**YOUR TASK:** Copy, word for word, the lines of the entries below between the one with "produce sequence versions" and the one with "assert_eq!(entity_ref.run_id(), run_id);", inclusive, and leave out everything else.

**STORED DATA:**
++++++

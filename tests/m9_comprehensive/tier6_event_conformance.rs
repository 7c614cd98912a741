//! EventLog Conformance Tests
//!
//! This module verifies that the EventLog primitive conforms to all 7 invariants:
//!
//! 1. Addressable - Events have stable identity via EntityRef (run_id + sequence)
//! 2. Versioned - Reads return Versioned<Event>, writes return Version::Sequence
//! 3. Transactional - Event operations participate in transactions
//! 4. Lifecycle - Events are append-only (Create + Read, no Update/Delete)
//! 5. Run-scoped - Events are isolated by run
//! 6. Introspectable - Event existence can be checked via read
//! 7. Read/Write - Reads don't modify, writes (appends) produce sequence versions
//!
//! # Story #492: Invariant 1-2 Conformance Tests (Event portion)
//! # Story #493: Invariant 3-4 Conformance Tests (Event portion)
//! # Story #494: Invariant 5-6 Conformance Tests (Event portion)
//! # Story #495: Invariant 7 Conformance Tests (Event portion)

use crate::test_utils::test_run_id;
use strata_concurrency::snapshot::ClonedSnapshotView;
use strata_concurrency::TransactionContext;
use strata_core::types::{Namespace, RunId};
use strata_core::{EntityRef, PrimitiveType, Value, Version};
use strata_engine::transaction::Transaction;
use strata_engine::transaction_ops::TransactionOps;
use std::collections::{HashMap, HashSet};

/// Create a test namespace for a run
fn create_namespace(run_id: RunId) -> Namespace {
    Namespace::new(
        "test-tenant".to_string(),
        "test-app".to_string(),
        "test-agent".to_string(),
        run_id,
    )
}

/// Create a transaction context for testing
fn create_context(ns: &Namespace) -> TransactionContext {
    let snapshot = Box::new(ClonedSnapshotView::empty(100));
    TransactionContext::with_snapshot(1, ns.run_id, snapshot)
}

// ============================================================================
// Invariant 1: Everything is Addressable
// ============================================================================

#[test]
fn event_invariant1_has_stable_identity() {
    let run_id = test_run_id();

    // Event can be addressed via EntityRef (run_id + sequence)
    let entity_ref = EntityRef::event(run_id, 42);

    // EntityRef identifies the primitive type
    assert_eq!(entity_ref.primitive_type(), PrimitiveType::Event);

    // EntityRef provides the run context
    assert_eq!(entity_ref.run_id(), run_id);

    // EntityRef provides the sequence
    assert_eq!(entity_ref.event_sequence(), Some(42));
}

#[test]
fn event_invariant1_identity_is_immutable() {
    let run_id = test_run_id();
    let ns = create_namespace(run_id);
    let mut ctx = create_context(&ns);
    let mut txn = Transaction::new(&mut ctx, ns.clone());

    // Append an event
    let version = txn.event_append("test", Value::String("payload".to_string())).unwrap();
    let sequence = version.as_u64();

    // Create entity reference
    let entity_ref = EntityRef::event(run_id, sequence);

    // Read the event
    let event = txn.event_read(sequence).unwrap().unwrap();

    // Identity is immutable - event at sequence 0 will always be that event
    assert_eq!(event.value.sequence, sequence);
    assert_eq!(entity_ref.event_sequence(), Some(sequence));
}

#[test]
fn event_invariant1_identity_can_be_stored() {
    let run_id = test_run_id();

    // EntityRef can be used as a key in collections
    let mut store: HashMap<EntityRef, String> = HashMap::new();

    let ref1 = EntityRef::event(run_id, 0);
    let ref2 = EntityRef::event(run_id, 1);

    store.insert(ref1.clone(), "first event".to_string());
    store.insert(ref2.clone(), "second event".to_string());

    // Can retrieve using the same identity
    assert_eq!(store.get(&ref1), Some(&"first event".to_string()));
    assert_eq!(store.get(&ref2), Some(&"second event".to_string()));
}

#[test]
fn event_invariant1_identity_survives_serialization() {
    let run_id = test_run_id();
    let entity_ref = EntityRef::event(run_id, 99);

    // Serialize
    let json = serde_json::to_string(&entity_ref).expect("serialize");

    // Deserialize
    let restored: EntityRef = serde_json::from_str(&json).expect("deserialize");

    // Identity preserved
    assert_eq!(entity_ref, restored);
}

#[test]
fn event_invariant1_sequence_is_unique_identity() {
    let run_id = test_run_id();
    let ns = create_namespace(run_id);
    let mut ctx = create_context(&ns);
    let mut txn = Transaction::new(&mut ctx, ns.clone());

    // Append multiple events
    txn.event_append("e1", Value::I64(1)).unwrap();
    txn.event_append("e2", Value::I64(2)).unwrap();
    txn.event_append("e3", Value::I64(3)).unwrap();

    // Each has a unique identity by sequence
    let ref0 = EntityRef::event(run_id, 0);
    let ref1 = EntityRef::event(run_id, 1);
    let ref2 = EntityRef::event(run_id, 2);

    // All are different
    assert_ne!(ref0, ref1);
    assert_ne!(ref1, ref2);
    assert_ne!(ref0, ref2);
}

// ============================================================================
// Invariant 2: Everything is Versioned
// ============================================================================

#[test]
fn event_invariant2_read_returns_versioned() {
    let run_id = test_run_id();
    let ns = create_namespace(run_id);
    let mut ctx = create_context(&ns);
    let mut txn = Transaction::new(&mut ctx, ns.clone());

    // Append an event
    txn.event_append("test", Value::String("payload".to_string())).unwrap();

    // Read returns Versioned<Event>
    let result = txn.event_read(0).unwrap();
    assert!(result.is_some());

    let versioned = result.unwrap();
    // Has version (Sequence type for events)
    assert!(versioned.version.is_sequence());
    // Has timestamp
    assert!(versioned.timestamp.as_micros() > 0);
    // Has value
    assert_eq!(versioned.value.event_type, "test");
}

#[test]
fn event_invariant2_append_returns_sequence_version() {
    let run_id = test_run_id();
    let ns = create_namespace(run_id);
    let mut ctx = create_context(&ns);
    let mut txn = Transaction::new(&mut ctx, ns.clone());

    // Append returns Version::Sequence
    let v0 = txn.event_append("e0", Value::I64(0)).unwrap();
    let v1 = txn.event_append("e1", Value::I64(1)).unwrap();
    let v2 = txn.event_append("e2", Value::I64(2)).unwrap();

    assert_eq!(v0, Version::Sequence(0));
    assert_eq!(v1, Version::Sequence(1));
    assert_eq!(v2, Version::Sequence(2));
}

#[test]
fn event_invariant2_sequence_is_monotonic() {
    let run_id = test_run_id();
    let ns = create_namespace(run_id);
    let mut ctx = create_context(&ns);
    let mut txn = Transaction::new(&mut ctx, ns.clone());

    // Append multiple events
    let versions: Vec<Version> = (0..10)
        .map(|i| txn.event_append(&format!("e{}", i), Value::I64(i)).unwrap())
        .collect();

    // Sequences should be monotonically increasing
    for i in 1..versions.len() {
        assert!(versions[i].as_u64() > versions[i - 1].as_u64());
    }
}

#[test]
fn event_invariant2_read_version_matches_append() {
    let run_id = test_run_id();
    let ns = create_namespace(run_id);
    let mut ctx = create_context(&ns);
    let mut txn = Transaction::new(&mut ctx, ns.clone());

    // Append
    let append_version = txn.event_append("test", Value::String("data".to_string())).unwrap();

    // Read back - version should match
    let read_result = txn.event_read(0).unwrap().unwrap();
    assert_eq!(read_result.version, append_version);
}

// ============================================================================
// Invariant 3: Everything is Transactional
// ============================================================================

#[test]
fn event_invariant3_participates_in_transaction() {
    let run_id = test_run_id();
    let ns = create_namespace(run_id);
    let mut ctx = create_context(&ns);

    // Event operations happen within a transaction context
    {
        let mut txn = Transaction::new(&mut ctx, ns.clone());
        txn.event_append("test", Value::String("payload".to_string())).unwrap();

        // Read-your-writes within transaction
        let result = txn.event_read(0).unwrap();
        assert!(result.is_some());
    }
}

#[test]
fn event_invariant3_read_your_writes() {
    let run_id = test_run_id();
    let ns = create_namespace(run_id);
    let mut ctx = create_context(&ns);
    let mut txn = Transaction::new(&mut ctx, ns.clone());

    // Append events and read them back immediately
    txn.event_append("first", Value::I64(100)).unwrap();
    txn.event_append("second", Value::I64(200)).unwrap();

    // Read sees the writes
    let first = txn.event_read(0).unwrap().unwrap();
    let second = txn.event_read(1).unwrap().unwrap();

    assert_eq!(first.value.event_type, "first");
    assert_eq!(first.value.payload, Value::I64(100));
    assert_eq!(second.value.event_type, "second");
    assert_eq!(second.value.payload, Value::I64(200));
}

#[test]
fn event_invariant3_event_len_reflects_pending() {
    let run_id = test_run_id();
    let ns = create_namespace(run_id);
    let mut ctx = create_context(&ns);
    let mut txn = Transaction::new(&mut ctx, ns.clone());

    // Initial length
    assert_eq!(txn.event_len().unwrap(), 0);

    // Append events
    txn.event_append("e1", Value::I64(1)).unwrap();
    assert_eq!(txn.event_len().unwrap(), 1);

    txn.event_append("e2", Value::I64(2)).unwrap();
    assert_eq!(txn.event_len().unwrap(), 2);
}

#[test]
fn event_invariant3_range_includes_pending() {
    let run_id = test_run_id();
    let ns = create_namespace(run_id);
    let mut ctx = create_context(&ns);
    let mut txn = Transaction::new(&mut ctx, ns.clone());

    // Append several events
    for i in 0..5 {
        txn.event_append(&format!("event_{}", i), Value::I64(i)).unwrap();
    }

    // Range sees all pending events
    let events = txn.event_range(0, 5).unwrap();
    assert_eq!(events.len(), 5);
}

// ============================================================================
// Invariant 4: Everything Has a Lifecycle
// ============================================================================

#[test]
fn event_invariant4_append_only_lifecycle() {
    let run_id = test_run_id();
    let ns = create_namespace(run_id);
    let mut ctx = create_context(&ns);
    let mut txn = Transaction::new(&mut ctx, ns.clone());

    // CREATE (via append)
    let version = txn.event_append("user_created", Value::String("alice".to_string())).unwrap();
    assert_eq!(version, Version::Sequence(0));

    // READ (exists)
    let event = txn.event_read(0).unwrap();
    assert!(event.is_some());
    assert_eq!(event.unwrap().value.event_type, "user_created");

    // Events are IMMUTABLE - no UPDATE
    // Events are IMMUTABLE - no DELETE

    // Can only append more
    let version2 = txn.event_append("user_deleted", Value::String("alice".to_string())).unwrap();
    assert_eq!(version2, Version::Sequence(1));
}

#[test]
fn event_invariant4_events_are_immutable() {
    let run_id = test_run_id();
    let ns = create_namespace(run_id);
    let mut ctx = create_context(&ns);
    let mut txn = Transaction::new(&mut ctx, ns.clone());

    // Append an event
    txn.event_append("original", Value::String("data".to_string())).unwrap();

    // Read it
    let event1 = txn.event_read(0).unwrap().unwrap();

    // Append another event (cannot update the first one)
    txn.event_append("another", Value::String("more data".to_string())).unwrap();

    // First event is unchanged
    let event1_again = txn.event_read(0).unwrap().unwrap();
    assert_eq!(event1.value.event_type, event1_again.value.event_type);
    assert_eq!(event1.value.payload, event1_again.value.payload);
    assert_eq!(event1.value.sequence, event1_again.value.sequence);
}

#[test]
fn event_invariant4_sequence_never_reused() {
    let run_id = test_run_id();
    let ns = create_namespace(run_id);
    let mut ctx = create_context(&ns);
    let mut txn = Transaction::new(&mut ctx, ns.clone());

    // Append events
    let v1 = txn.event_append("e1", Value::I64(1)).unwrap();
    let v2 = txn.event_append("e2", Value::I64(2)).unwrap();
    let v3 = txn.event_append("e3", Value::I64(3)).unwrap();

    // Sequences are unique and never reused
    let sequences: HashSet<u64> = vec![v1.as_u64(), v2.as_u64(), v3.as_u64()]
        .into_iter()
        .collect();
    assert_eq!(sequences.len(), 3);
}

// ============================================================================
// Invariant 5: Everything is Run-Scoped
// ============================================================================

#[test]
fn event_invariant5_isolated_between_runs() {
    let run1 = test_run_id();
    let run2 = test_run_id();

    let ns1 = create_namespace(run1);
    let ns2 = create_namespace(run2);

    let mut ctx1 = create_context(&ns1);
    let mut ctx2 = create_context(&ns2);

    let mut txn1 = Transaction::new(&mut ctx1, ns1.clone());
    let mut txn2 = Transaction::new(&mut ctx2, ns2.clone());

    // Append to run1
    txn1.event_append("run1_event", Value::I64(1)).unwrap();

    // Append to run2 (gets its own sequence starting at 0)
    let v = txn2.event_append("run2_event", Value::I64(2)).unwrap();
    assert_eq!(v, Version::Sequence(0)); // Independent sequence

    // Run2 doesn't see run1's event
    // Note: We can't easily test cross-run isolation at this level since
    // each Transaction is scoped to one namespace. The isolation is
    // enforced by the namespace in the key structure.
    let run2_event = txn2.event_read(0).unwrap().unwrap();
    assert_eq!(run2_event.value.event_type, "run2_event");
}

++++++

**WRITTEN SOLUTION:**
//! 7. Read/Write - Reads don't modify, writes (appends) produce sequence versions
//!
//! # Story #492: Invariant 1-2 Conformance Tests (Event portion)
//! # Story #493: Invariant 3-4 Conformance Tests (Event portion)
//! # Story #494: Invariant 5-6 Conformance Tests (Event portion)
//! # Story #495: Invariant 7 Conformance Tests (Event portion)

use crate::test_utils::test_run_id;
use strata_concurrency::snapshot::ClonedSnapshotView;
use strata_concurrency::TransactionContext;
use strata_core::types::{Namespace, RunId};
use strata_core::{EntityRef, PrimitiveType, Value, Version};
use strata_engine::transaction::Transaction;
use strata_engine::transaction_ops::TransactionOps;
use std::collections::{HashMap, HashSet};

/// Create a test namespace for a run
fn create_namespace(run_id: RunId) -> Namespace {
    Namespace::new(
        "test-tenant".to_string(),
        "test-app".to_string(),
        "test-agent".to_string(),
        run_id,
    )
}

/// Create a transaction context for testing
fn create_context(ns: &Namespace) -> TransactionContext {
    let snapshot = Box::new(ClonedSnapshotView::empty(100));
    TransactionContext::with_snapshot(1, ns.run_id, snapshot)
}

// ============================================================================
// Invariant 1: Everything is Addressable
// ============================================================================

#[test]
fn event_invariant1_has_stable_identity() {
    let run_id = test_run_id();

    // Event can be addressed via EntityRef (run_id + sequence)
    let entity_ref = EntityRef::event(run_id, 42);

    // EntityRef identifies the primitive type
    assert_eq!(entity_ref.primitive_type(), PrimitiveType::Event);

    // EntityRef provides the run context
    assert_eq!(entity_ref.run_id(), run_id);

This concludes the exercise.